Sfogliando, fin dalla prima pagina, ho notato che il tratto della mangaka è cambiato. Le linee corpose dei disegni di Love My LifeIndigo Blue e Free Soul si sono affinate, alleggerite, e tuttavia -seconda contraddizione- sembrano più sicure nella loro espressività sintetica.

L’organizzazione degli spazi narrativi, già magistrale in quest’autrice, si perfeziona ulteriormente: “sobrietà” è la parola d’ordine. Tutto è funzionale al racconto. Nessuna concessione a inutili fronzoli grafici autocompiaciuti. Ma, paradossalmente (altra contraddizione…), la ricerca di questa purezza dispositiva porta all’estetismo perfetto. Tutto è bello, bellissimo e freddo, come una statua marmorea neoclassica.
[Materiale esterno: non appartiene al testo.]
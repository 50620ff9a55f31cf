use core::fmt;

/// Fatal execution errors
///
/// Every variant ends the current session: the host is expected to stop
/// driving `tick_chip`/`tick_timers` and may offer a `reset`. Wrapping
/// 8/16-bit arithmetic is defined behavior and never reported here.
#[derive(Debug, Copy, Clone, Eq, PartialEq)]
pub enum Error {
    /// Return executed with an empty call stack
    StackUnderflow,
    /// Call executed with 16 return addresses already stacked
    StackOverflow,
    /// Instruction word matches no known opcode pattern
    UnhandledInstruction { instr: u16 },
    /// Program image does not fit in 0x200..=0xFFF
    LoadOverflow { len: usize },
}

impl fmt::Display for Error {
    fn fmt(&self, f: &mut fmt::Formatter<'_>) -> fmt::Result {
        match *self {
            Error::StackUnderflow => write!(f, "Can't return, not in subroutine"),
            Error::StackOverflow => write!(f, "Cannot enter subroutine, stack is full"),
            Error::UnhandledInstruction { instr } => {
                write!(f, "Unhandled instruction {:#06X}", instr)
            }
            Error::LoadOverflow { len } => {
                write!(f, "Program of {} bytes exceeds program region", len)
            }
        }
    }
}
Tavola dopo tavola, la Yamaji polverizza i contorni diurni degli sfondi naturali -dell’acqua del fiume, delle piante sulle rive…- e radicalizza i neri delle scene notturne.
Contraddizione anche questa: nella storia la luce è complice silenziosa della violenza e del dolore fisici. Dello stupro, della vendetta, delle sevizie, degli omicidi. Tutto è alla luce del giorno, crudele e inesorabile.
La notte, invece, diventa il momento del riposo e del rimorso, della solitudine e del dubbio.
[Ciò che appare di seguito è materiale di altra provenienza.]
#![forbid(unsafe_code)]

use std::collections::{BTreeMap, HashMap};
use std::fs;
use std::path::{Path, PathBuf};
use std::str::FromStr;
use std::sync::Arc;

use serde::{Deserialize, Serialize};
use sm_dialect::{Dialect, DialectError};
use sm_generator::{GeneratedSqlStatement, GeneratorError, to_sql, to_sql_materialized_nodes};
use sm_model::{
    GraphError, Materialization, ModelError, NodeInfo, PlaceholderValue, RefPath, SqlModel,
    SqlModelBuilder, get_graph_nodes_info, get_node_info_selected_node,
};
use thiserror::Error;

#[derive(Debug, Error)]
pub enum ToolError {
    #[error(transparent)]
    Io(#[from] std::io::Error),
    #[error(transparent)]
    Json(#[from] serde_json::Error),
    #[error("model {id:?} is defined more than once")]
    DuplicateModel { id: String },
    #[error("model {referenced_by:?} references unknown model {id:?}")]
    UnknownModel { id: String, referenced_by: String },
    #[error("models form a cycle through {id:?}")]
    Cycle { id: String },
    #[error("no dialect given on the command line or in the graph document")]
    MissingDialect,
    #[error("invalid arguments: {0}")]
    Usage(String),
    #[error(transparent)]
    Dialect(#[from] DialectError),
    #[error(transparent)]
    Model(#[from] ModelError),
    #[error(transparent)]
    Graph(#[from] GraphError),
    #[error(transparent)]
    Generator(#[from] GeneratorError),
}

// ── Graph documents ─────────────────────────────────────────────────────

/// A model graph written as JSON, models referring to each other by id.
#[derive(Debug, Clone, PartialEq, Serialize, Deserialize)]
pub struct GraphDocument {
    #[serde(default, skip_serializing_if = "Option::is_none")]
    pub dialect: Option<Dialect>,
    /// Id of the model to compile.
    pub root: String,
    pub models: Vec<ModelDocument>,
}

#[derive(Debug, Clone, PartialEq, Serialize, Deserialize)]
pub struct ModelDocument {
    pub id: String,
    /// Defaults to `id`.
    #[serde(default, skip_serializing_if = "Option::is_none")]
    pub generic_name: Option<String>,
    pub sql: String,
    #[serde(default)]
    pub placeholders: BTreeMap<String, PlaceholderValue>,
    /// Reference name to model id.
    #[serde(default)]
    pub references: BTreeMap<String, String>,
    #[serde(default = "default_materialization")]
    pub materialization: Materialization,
    #[serde(default, skip_serializing_if = "Option::is_none")]
    pub materialization_name: Option<String>,
}

fn default_materialization() -> Materialization {
    Materialization::Cte
}

impl GraphDocument {
    pub fn from_path(path: &Path) -> Result<Self, ToolError> {
        let body = fs::read_to_string(path)?;
        Self::from_json(&body)
    }

    pub fn from_json(body: &str) -> Result<Self, ToolError> {
        Ok(serde_json::from_str(body)?)
    }

    /// Build every model reachable from `root` and return the root node.
    /// Models referenced from several places are built once and shared.
    pub fn build(&self) -> Result<Arc<SqlModel>, ToolError> {
        let mut by_id: HashMap<&str, &ModelDocument> = HashMap::with_capacity(self.models.len());
        for model in &self.models {
            if by_id.insert(model.id.as_str(), model).is_some() {
                return Err(ToolError::DuplicateModel {
                    id: model.id.clone(),
                });
            }
        }
        let mut state = HashMap::new();
        build_model(&self.root, &by_id, &mut state)
    }
}

enum BuildState {
    InProgress,
    Built(Arc<SqlModel>),
}

fn build_model<'d>(
    id: &'d str,
    by_id: &HashMap<&'d str, &'d ModelDocument>,
    state: &mut HashMap<&'d str, BuildState>,
) -> Result<Arc<SqlModel>, ToolError> {
    match state.get(id) {
        Some(BuildState::Built(model)) => return Ok(Arc::clone(model)),
        Some(BuildState::InProgress) => return Err(ToolError::Cycle { id: id.to_owned() }),
        None => {}
    }
    state.insert(id, BuildState::InProgress);

    let document = by_id.get(id).copied().ok_or_else(|| ToolError::UnknownModel {
        id: id.to_owned(),
        referenced_by: "<root>".to_owned(),
    })?;
    let mut builder = SqlModelBuilder::new(
        document.generic_name.as_deref().unwrap_or(&document.id),
        &document.sql,
    )
    .materialization(document.materialization);
    if let Some(name) = &document.materialization_name {
        builder = builder.materialization_name(name.clone());
    }
    for (name, value) in &document.placeholders {
        builder = builder.placeholder(name.clone(), value.clone());
    }
    for (name, target) in &document.references {
        if !by_id.contains_key(target.as_str()) {
            return Err(ToolError::UnknownModel {
                id: target.clone(),
                referenced_by: id.to_owned(),
            });
        }
        let child = build_model(target, by_id, state)?;
        builder = builder.reference(name.clone(), child);
    }

    let model = builder.build()?;
    tracing::debug!(id, name = model.name(), "built model");
    state.insert(id, BuildState::Built(Arc::clone(&model)));
    Ok(model)
}

// ── Rendering ───────────────────────────────────────────────────────────

#[derive(Debug, Clone, Copy, PartialEq, Eq, Default)]
pub enum OutputMode {
    /// One select with every dependency as a CTE.
    #[default]
    Sql,
    /// Ordered create/select statements.
    Statements,
    /// Per-node diagnostics.
    Nodes,
}

impl FromStr for OutputMode {
    type Err = ToolError;

    fn from_str(value: &str) -> Result<Self, Self::Err> {
        match value {
            "sql" => Ok(Self::Sql),
            "statements" => Ok(Self::Statements),
            "nodes" => Ok(Self::Nodes),
            other => Err(ToolError::Usage(format!(
                "unsupported mode {other:?}; expected sql, statements or nodes"
            ))),
        }
    }
}

#[derive(Debug, Clone, PartialEq, Eq)]
pub struct CliOptions {
    pub graph: Option<PathBuf>,
    /// Overrides the document's dialect.
    pub dialect: Option<Dialect>,
    pub mode: OutputMode,
    pub include_start_node: bool,
    /// Restrict `nodes` output to the node at this path.
    pub path: Option<RefPath>,
    pub verbose: bool,
}

impl Default for CliOptions {
    fn default() -> Self {
        Self {
            graph: None,
            dialect: None,
            mode: OutputMode::Sql,
            include_start_node: true,
            path: None,
            verbose: false,
        }
    }
}

#[derive(Debug, Clone, PartialEq, Eq)]
pub enum CliCommand {
    Run(CliOptions),
    Help,
}

impl CliOptions {
    /// Parse arguments, program name excluded.
    pub fn parse<I>(args: I) -> Result<CliCommand, ToolError>
    where
        I: IntoIterator<Item = String>,
    {
        let mut options = Self::default();
        let mut args = args.into_iter();
        while let Some(arg) = args.next() {
            match arg.as_str() {
                "--graph" => {
                    let value = args
                        .next()
                        .ok_or_else(|| ToolError::Usage("--graph requires a file path".to_owned()))?;
                    options.graph = Some(PathBuf::from(value));
                }
                "--dialect" => {
                    let value = args.next().ok_or_else(|| {
                        ToolError::Usage("--dialect requires postgres, bigquery or athena".to_owned())
                    })?;
                    options.dialect = Some(value.parse()?);
                }
                "--mode" => {
                    let value = args.next().ok_or_else(|| {
                        ToolError::Usage("--mode requires sql, statements or nodes".to_owned())
                    })?;
                    options.mode = value.parse()?;
                }
                "--path" => {
                    let value = args.next().ok_or_else(|| {
                        ToolError::Usage("--path requires reference names joined by '/'".to_owned())
                    })?;
                    options.path = Some(value.split('/').filter(|name| !name.is_empty()).collect());
                }
                "--no-start-node" => options.include_start_node = false,
                "--verbose" | "-v" => options.verbose = true,
                "--help" | "-h" => return Ok(CliCommand::Help),
                other => return Err(ToolError::Usage(format!("unknown argument: {other}"))),
            }
        }
        if options.graph.is_none() {
            return Err(ToolError::Usage("--graph is required".to_owned()));
        }
        Ok(CliCommand::Run(options))
    }
}

/// Render `document` the way `options` asks for.
pub fn render(options: &CliOptions, document: &GraphDocument) -> Result<String, ToolError> {
    let root = document.build()?;
    let dialect = options
        .dialect
        .or(document.dialect)
        .ok_or(ToolError::MissingDialect)?;

    match options.mode {
        OutputMode::Sql => Ok(to_sql(dialect, &root)?),
        OutputMode::Statements => {
            let statements = to_sql_materialized_nodes(dialect, &root, options.include_start_node)?;
            Ok(render_statements(&statements))
        }
        OutputMode::Nodes => match &options.path {
            Some(path) => Ok(get_node_info_selected_node(&root, path)?.to_string()),
            None => Ok(render_nodes_info(&get_graph_nodes_info(&root))),
        },
    }
}

#[must_use]
pub fn render_statements(statements: &[GeneratedSqlStatement]) -> String {
    statements
        .iter()
        .map(|statement| {
            format!(
                "-- {} ({})\n{};\n",
                statement.name, statement.materialization, statement.sql
            )
        })
        .collect::<Vec<_>>()
        .join("\n")
}

#[must_use]
pub fn render_nodes_info(infos: &[NodeInfo]) -> String {
    infos
        .iter()
        .map(ToString::to_string)
        .collect::<Vec<_>>()
        .join("\n\n")
}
Poi? Il corpo di Shiori è magro e androgino, il suo migliore amico è il suo peggior amante, l’ambiguo Kageyama è una vittima e un carnefice, il pittore fissa per l’eternità una felicità passata ormai irrecuperabile… Contraddizioni, in ogni pagina.

E sorpresa.
Non potrei definire altrimenti l’atmosfera che si dipana da Au temps de l’amour: sorpresa nel vedere il tema della crisi dell’identità sessuale e psicologica, vero e proprio leitmotiv di tante autrici giapponesi dell’ultima generazione, trattato in modo insolito e calato in un racconto dai risvolti polizieschi.
Questa è pure la contraddizione più forte e, probabilmente, la più difficile da mandar giù a livello narrativo. Qui, il contrasto tra il dramma psicologico e l’intrigo criminale stona.

Eppure, io azzarderei un’ipotesi: quella stonatura è la conseguenza diretta di una strategia deliberata della magaka per spingerci al limite del disagio.
Arrivati alle ultime pagine di Au temps de l’amour, quel contrasto non è più nel manga, nella realtà del racconto, ma è ormai passato nella mente di chi lo sta leggendo, per aprire la via a una vera e propria riflessione.

Con questo suo ultimo lavoro, la Yamaji, firma un josei memorabile e nuovo. Sicuramente uno dei migliori degli ultimi anni, e si riconferma come autrice di rilievo nel panorama del fumetto d’avanguardia giapponese.